• _What the task requires_: Take each line of the data that contains the string "impl" and copy it.

Stored data
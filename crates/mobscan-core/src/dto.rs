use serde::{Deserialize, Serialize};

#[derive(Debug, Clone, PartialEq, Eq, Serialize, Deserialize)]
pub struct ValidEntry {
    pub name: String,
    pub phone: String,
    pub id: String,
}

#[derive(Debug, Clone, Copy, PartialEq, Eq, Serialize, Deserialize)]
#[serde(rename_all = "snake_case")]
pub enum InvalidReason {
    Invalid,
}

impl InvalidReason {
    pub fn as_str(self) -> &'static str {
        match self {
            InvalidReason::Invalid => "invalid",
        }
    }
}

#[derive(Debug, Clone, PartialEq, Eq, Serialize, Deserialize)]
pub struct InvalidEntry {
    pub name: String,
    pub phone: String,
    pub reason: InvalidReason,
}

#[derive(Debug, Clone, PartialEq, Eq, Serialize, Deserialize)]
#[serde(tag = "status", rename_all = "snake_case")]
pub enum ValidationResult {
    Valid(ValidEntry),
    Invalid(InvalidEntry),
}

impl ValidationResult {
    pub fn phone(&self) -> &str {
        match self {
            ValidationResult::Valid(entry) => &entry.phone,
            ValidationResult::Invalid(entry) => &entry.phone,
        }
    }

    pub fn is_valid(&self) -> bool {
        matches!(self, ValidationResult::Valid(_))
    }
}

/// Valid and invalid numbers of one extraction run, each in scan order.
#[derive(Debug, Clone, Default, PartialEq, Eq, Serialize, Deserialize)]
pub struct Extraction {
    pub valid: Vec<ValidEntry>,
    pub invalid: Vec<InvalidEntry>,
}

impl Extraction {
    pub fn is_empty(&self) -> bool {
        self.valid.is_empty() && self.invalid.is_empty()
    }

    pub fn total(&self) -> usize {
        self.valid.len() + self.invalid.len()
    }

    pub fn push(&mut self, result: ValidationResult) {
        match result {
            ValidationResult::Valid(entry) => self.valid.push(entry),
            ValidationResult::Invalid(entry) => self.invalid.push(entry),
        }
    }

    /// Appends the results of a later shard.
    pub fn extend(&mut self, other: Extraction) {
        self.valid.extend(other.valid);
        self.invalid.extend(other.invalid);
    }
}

...

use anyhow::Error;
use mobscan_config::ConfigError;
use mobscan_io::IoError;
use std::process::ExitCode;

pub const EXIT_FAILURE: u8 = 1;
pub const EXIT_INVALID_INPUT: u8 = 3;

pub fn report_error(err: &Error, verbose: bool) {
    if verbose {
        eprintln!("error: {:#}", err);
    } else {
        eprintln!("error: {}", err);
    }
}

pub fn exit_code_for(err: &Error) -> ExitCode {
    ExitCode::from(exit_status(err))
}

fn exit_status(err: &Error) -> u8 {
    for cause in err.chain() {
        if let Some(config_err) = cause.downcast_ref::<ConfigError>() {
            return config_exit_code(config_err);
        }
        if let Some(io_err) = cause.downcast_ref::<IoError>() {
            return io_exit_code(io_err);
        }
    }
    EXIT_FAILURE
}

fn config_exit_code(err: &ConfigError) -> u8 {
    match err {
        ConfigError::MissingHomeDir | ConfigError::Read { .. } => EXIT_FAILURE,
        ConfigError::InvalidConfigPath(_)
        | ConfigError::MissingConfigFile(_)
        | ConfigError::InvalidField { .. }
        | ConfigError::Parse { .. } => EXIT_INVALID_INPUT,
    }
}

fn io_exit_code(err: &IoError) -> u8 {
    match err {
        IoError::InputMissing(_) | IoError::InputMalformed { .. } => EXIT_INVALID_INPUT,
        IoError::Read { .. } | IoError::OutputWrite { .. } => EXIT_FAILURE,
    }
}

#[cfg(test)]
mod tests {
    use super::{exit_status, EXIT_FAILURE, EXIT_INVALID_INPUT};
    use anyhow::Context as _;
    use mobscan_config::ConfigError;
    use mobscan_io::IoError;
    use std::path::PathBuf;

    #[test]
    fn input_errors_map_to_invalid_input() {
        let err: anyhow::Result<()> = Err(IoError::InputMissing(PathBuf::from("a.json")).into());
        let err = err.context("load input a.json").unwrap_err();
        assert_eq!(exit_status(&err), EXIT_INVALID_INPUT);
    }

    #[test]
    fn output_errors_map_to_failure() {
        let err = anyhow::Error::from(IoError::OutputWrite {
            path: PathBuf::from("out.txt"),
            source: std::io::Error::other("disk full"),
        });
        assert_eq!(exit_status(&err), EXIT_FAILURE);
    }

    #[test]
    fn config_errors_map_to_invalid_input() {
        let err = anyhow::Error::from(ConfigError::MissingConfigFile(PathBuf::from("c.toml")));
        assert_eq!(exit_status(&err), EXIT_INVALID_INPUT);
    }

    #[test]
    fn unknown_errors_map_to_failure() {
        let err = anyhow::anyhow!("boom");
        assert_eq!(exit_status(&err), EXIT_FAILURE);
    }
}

• _Exercise solution_:
impl InvalidReason {
impl ValidationResult {
impl Extraction {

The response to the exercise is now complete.